Death and Mourning
William Shakespeare
Thou know’st ’tis common; all that live must die, Passing through nature to eternity.
William Shakespeare
With one auspicious and one dropping eye, With mirth in funeral and with dirge in marriage, In equal scale weighing delight and dole.
William Shakespeare
In the most high and palmy state of Rome, A little ere the mightiest Julius fell, The graves stood tenantless and the sheeted dead Did squeak and gibber in the Roman streets.
William Shakespeare
But yesterday the word of Caesar might Have stood against the world; now lies he there, And none so poor to do him reverence.
William Shakespeare
Friends, Romans, countrymen, lend me your ears; I come to bury Caesar, not to praise him.
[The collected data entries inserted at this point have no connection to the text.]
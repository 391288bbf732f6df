use chrono::NaiveDate;
use lotledger_core::{storage::JournalStorage, CoreError, LotLedger};
use lotledger_domain::{EventDraft, EventId, Journal};
use lotledger_storage_json::{JsonJournalStorage, StoragePaths};
use std::fs;
use tempfile::tempdir;

fn storage_in(dir: &std::path::Path) -> (JsonJournalStorage, StoragePaths) {
    let paths = StoragePaths {
        journal_root: dir.join("journals"),
        backup_root: dir.join("backups"),
    };
    let storage = JsonJournalStorage::new(paths.clone()).expect("create storage");
    (storage, paths)
}

fn sample_journal(name: &str) -> Journal {
    let at = NaiveDate::from_ymd_opt(2024, 5, 1)
        .unwrap()
        .and_hms_opt(12, 0, 0)
        .unwrap();
    let mut journal = Journal::new(name);
    journal.append(EventDraft::purchase(10.0, 5.0, at)).unwrap();
    journal.append(EventDraft::liquidation(4.0, 7.5, at)).unwrap();
    journal
}

#[test]
fn json_storage_can_save_and_load_journal() {
    let dir = tempdir().expect("tempdir");
    let (storage, _) = storage_in(dir.path());
    let journal = sample_journal("Storage Test");

    storage
        .save_journal("storage-test", &journal)
        .expect("save journal");
    let loaded = storage.load_journal("storage-test").expect("load journal");

    assert_eq!(loaded, journal);
    let path = storage.journal_path("storage-test");
    assert_eq!(path.extension().and_then(|ext| ext.to_str()), Some("json"));
    assert!(path.exists());
    assert_eq!(storage.list_journals().unwrap(), vec!["storage_test"]);
}

#[test]
fn loaded_journal_replays_to_the_same_state() {
    let dir = tempdir().expect("tempdir");
    let (storage, _) = storage_in(dir.path());
    let journal = sample_journal("Replay");
    let original = LotLedger::from_journal(journal.clone()).expect("ledger");

    storage.save_journal("replay", &journal).expect("save");
    let reloaded =
        LotLedger::from_journal(storage.load_journal("replay").expect("load")).expect("ledger");

    assert_eq!(reloaded.snapshot(), original.snapshot());
    let receipt = reloaded
        .record_purchase(
            1.0,
            1.0,
            NaiveDate::from_ymd_opt(2024, 5, 2)
                .unwrap()
                .and_hms_opt(0, 0, 0)
                .unwrap(),
        )
        .expect("purchase");
    assert_eq!(receipt.event_id, EventId(3));
}

#[test]
fn json_storage_creates_and_restores_backups() {
    let dir = tempdir().expect("tempdir");
    let (storage, paths) = storage_in(dir.path());
    let journal = sample_journal("Backup");
    storage.save_journal("backup", &journal).expect("save");

    let info = storage
        .backup_journal("backup", &journal, Some("before cleanup"))
        .expect("create backup");
    assert!(info.id.ends_with("_before-cleanup.json"), "{}", info.id);
    assert_eq!(
        info.path.parent().map(|p| p.to_path_buf()).unwrap_or_default(),
        paths.backup_root.join("backup")
    );

    let backups = storage.list_backups("backup").expect("list backups");
    assert!(
        backups.iter().any(|entry| entry.id == info.id),
        "backup list should include created backup"
    );

    storage.delete_journal("backup").expect("delete");
    assert!(storage.list_journals().unwrap().is_empty());

    let restored = storage.restore_backup(&info).expect("restore backup");
    assert_eq!(restored, journal);
    assert!(storage.journal_path("backup").exists());
}

#[test]
fn overwriting_a_saved_journal_keeps_a_backup() {
    let dir = tempdir().expect("tempdir");
    let (storage, _) = storage_in(dir.path());
    let mut journal = sample_journal("Rolling");
    storage.save_journal("rolling", &journal).expect("first save");
    assert!(storage.list_backups("rolling").unwrap().is_empty());

    journal.remove(EventId(2));
    storage.save_journal("rolling", &journal).expect("second save");

    let backups = storage.list_backup_metadata("rolling").expect("metadata");
    assert_eq!(backups.len(), 1);
    assert!(backups[0].created_at.is_some());
    assert!(backups[0].size_bytes > 0);
}

#[test]
fn newer_schema_versions_are_rejected() {
    let dir = tempdir().expect("tempdir");
    let (storage, _) = storage_in(dir.path());
    let mut journal = sample_journal("Future");
    journal.schema_version = 99;
    let path = dir.path().join("future.json");
    fs::write(&path, serde_json::to_string(&journal).unwrap()).expect("write");

    let err = storage.load_journal_from_path(&path).unwrap_err();
    assert!(matches!(err, CoreError::Storage(msg) if msg.contains("99")));
}

#[test]
fn corrupt_files_surface_serde_errors() {
    let dir = tempdir().expect("tempdir");
    let (storage, _) = storage_in(dir.path());
    fs::write(storage.journal_path("broken"), "{ not json").expect("write");

    let err = storage.load_journal("broken").unwrap_err();
    assert!(matches!(err, CoreError::Serde(_)));
}

#[test]
fn missing_journal_is_a_storage_error() {
    let dir = tempdir().expect("tempdir");
    let (storage, _) = storage_in(dir.path());
    let err = storage.load_journal("nowhere").unwrap_err();
    assert!(matches!(err, CoreError::Storage(_)));
}

#[test]
fn journal_metadata_lists_event_counts() {
    let dir = tempdir().expect("tempdir");
    let (storage, _) = storage_in(dir.path());
    storage
        .save_journal("b", &sample_journal("Bravo"))
        .expect("save");
    storage
        .save_journal("a", &Journal::new("Alpha"))
        .expect("save");

    let rows = storage.list_journal_metadata().expect("metadata");
    let summary: Vec<(&str, usize)> = rows
        .iter()
        .map(|row| (row.name.as_str(), row.event_count))
        .collect();
    assert_eq!(summary, vec![("Alpha", 0), ("Bravo", 2)]);
}

#[test]
fn journal_without_next_id_keeps_ids_unique_after_reload() {
    let dir = tempdir().expect("tempdir");
    let (storage, _) = storage_in(dir.path());
    let mut document = serde_json::to_value(sample_journal("Legacy")).unwrap();
    document
        .as_object_mut()
        .expect("journal object")
        .remove("next_id");
    let path = dir.path().join("legacy.json");
    fs::write(&path, document.to_string()).expect("write");

    let journal = storage.load_journal_from_path(&path).expect("load");
    assert_eq!(journal.next_id, EventId(3));

    let ledger = LotLedger::from_journal(journal).expect("replay");
    let at = NaiveDate::from_ymd_opt(2024, 5, 2)
        .unwrap()
        .and_hms_opt(9, 0, 0)
        .unwrap();
    let receipt = ledger.record_purchase(1.0, 6.0, at).expect("record");
    assert_eq!(receipt.event_id, EventId(3));
    assert_eq!(ledger.event_count(), 3);
    assert_eq!(
        ledger.transaction(EventId(1)).map(|event| event.quantity()),
        Some(10.0)
    );
}

#[test]
fn journal_holding_the_last_possible_id_is_rejected() {
    let dir = tempdir().expect("tempdir");
    let (storage, _) = storage_in(dir.path());
    let mut document = serde_json::to_value(sample_journal("Full")).unwrap();
    document["events"][1]["id"] = serde_json::json!(u64::MAX);
    let path = dir.path().join("full.json");
    fs::write(&path, document.to_string()).expect("write");

    let err = storage.load_journal_from_path(&path).unwrap_err();
    assert!(matches!(err, CoreError::Serde(msg) if msg.contains("no room")));
}

#[test]
fn pruning_skips_backups_it_cannot_remove() {
    let dir = tempdir().expect("tempdir");
    let paths = StoragePaths {
        journal_root: dir.path().join("journals"),
        backup_root: dir.path().join("backups"),
    };
    let storage = JsonJournalStorage::with_retention(paths, 1).expect("create storage");
    let stuck = dir
        .path()
        .join("backups")
        .join("stuck")
        .join("stuck_20000101_0000.json");
    fs::create_dir_all(&stuck).expect("directory posing as a backup");

    let journal = sample_journal("Stuck");
    let first = storage
        .backup_journal("stuck", &journal, Some("one"))
        .expect("first backup");
    let second = storage
        .backup_journal("stuck", &journal, Some("two"))
        .expect("second backup survives a failed prune");

    assert!(!first.path.exists(), "older backup is still pruned");
    assert!(second.path.exists());
    assert!(stuck.exists());
}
The evil that men do lives after them, The good is oft interred with their bones.
William Shakespeare
O! pardon me, thou bleeding piece of earth, That I am meek and gentle with these butchers; Thou art the ruins of the noblest man That ever lived in the tide of times.
William Shakespeare
O mighty Caesar! dost thou lie so low? Are all thy conquests, glories, triumphs, spoils, Shrunk to this little measure?
William Shakespeare
When beggars die there are no comets seen; The heavens themselves blaze forth the death of princes.
William Shakespeare
Cowards die many times before their deaths; The valiant never taste of death but once. Of all the wonders that I yet have heard, It seems to me most strange that men should fear; Seeing that death, a necessary end, Will come when it will come.
William Shakespeare
Even such a man, so faint, so spiritless, So dull, so dead in look, so woe-begone, Drew Priam’s curtain in the dead of night, And would have told him half his Troy was burn’d.
William Shakespeare
But thought’s the slave of life, and life time’s fool; And time, that takes survey of all the world, Must have a stop. O! I could prophesy, But that the earthy and cold hand of death Lies on my tongue.
William Shakespeare
See what a scourge is laid upon your hate, That heaven finds means to kill your joys with love.
William Shakespeare
Will I set up my everlasting rest, And shake the yoke of inauspicious stars From this world-wearied flesh. Eyes, look your last! Arms, take your last embrace!